_Source material_.

=== Begin Enclosure ===

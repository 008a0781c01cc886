use std::path::Path;

use anyhow::Result;
use chrono::NaiveDate;

use crate::{
    config::SETTINGS,
    crawler::share,
    database::table::ticket::Ticket,
    declare::StockExchange,
    logging, util,
};

/// 抓取上市「融券借券賣出餘額」(TWT93U)
pub async fn visit(date: NaiveDate) -> Result<Vec<Ticket>> {
    let date_str = date.format("%Y%m%d").to_string();
    let url = SETTINGS
        .ticket
        .twse_url_template
        .replace("{date}", &date_str);
    let text = util::http::get(&url, Some(super::build_headers())).await?;

    let raw_dir = Path::new(&SETTINGS.paths.raw_data).join("twse");
    if let Err(why) = util::save_raw(&raw_dir, &format!("ticket_{}.html", date_str), &text) {
        logging::warn_file_async(format!("保存上市融券借券原始檔失敗 ({:?})", why));
    }

    Ok(share::parse_ticket_table(&text, date, StockExchange::TWSE))
}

=== End Enclosure ===

_Activity_. Retype every line of the material exactly as given.

_Exercise output_.
repository 008a0781c01cc886
use std::path::Path;

use anyhow::Result;
use chrono::NaiveDate;

use crate::{
    config::SETTINGS,
    crawler::share,
    database::table::ticket::Ticket,
    declare::StockExchange,
    logging, util,
};

/// 抓取上市「融券借券賣出餘額」(TWT93U)
pub async fn visit(date: NaiveDate) -> Result<Vec<Ticket>> {
    let date_str = date.format("%Y%m%d").to_string();
    let url = SETTINGS
        .ticket
        .twse_url_template
        .replace("{date}", &date_str);
    let text = util::http::get(&url, Some(super::build_headers())).await?;

    let raw_dir = Path::new(&SETTINGS.paths.raw_data).join("twse");
    if let Err(why) = util::save_raw(&raw_dir, &format!("ticket_{}.html", date_str), &text) {
        logging::warn_file_async(format!("保存上市融券借券原始檔失敗 ({:?})", why));
    }

    Ok(share::parse_ticket_table(&text, date, StockExchange::TWSE))
}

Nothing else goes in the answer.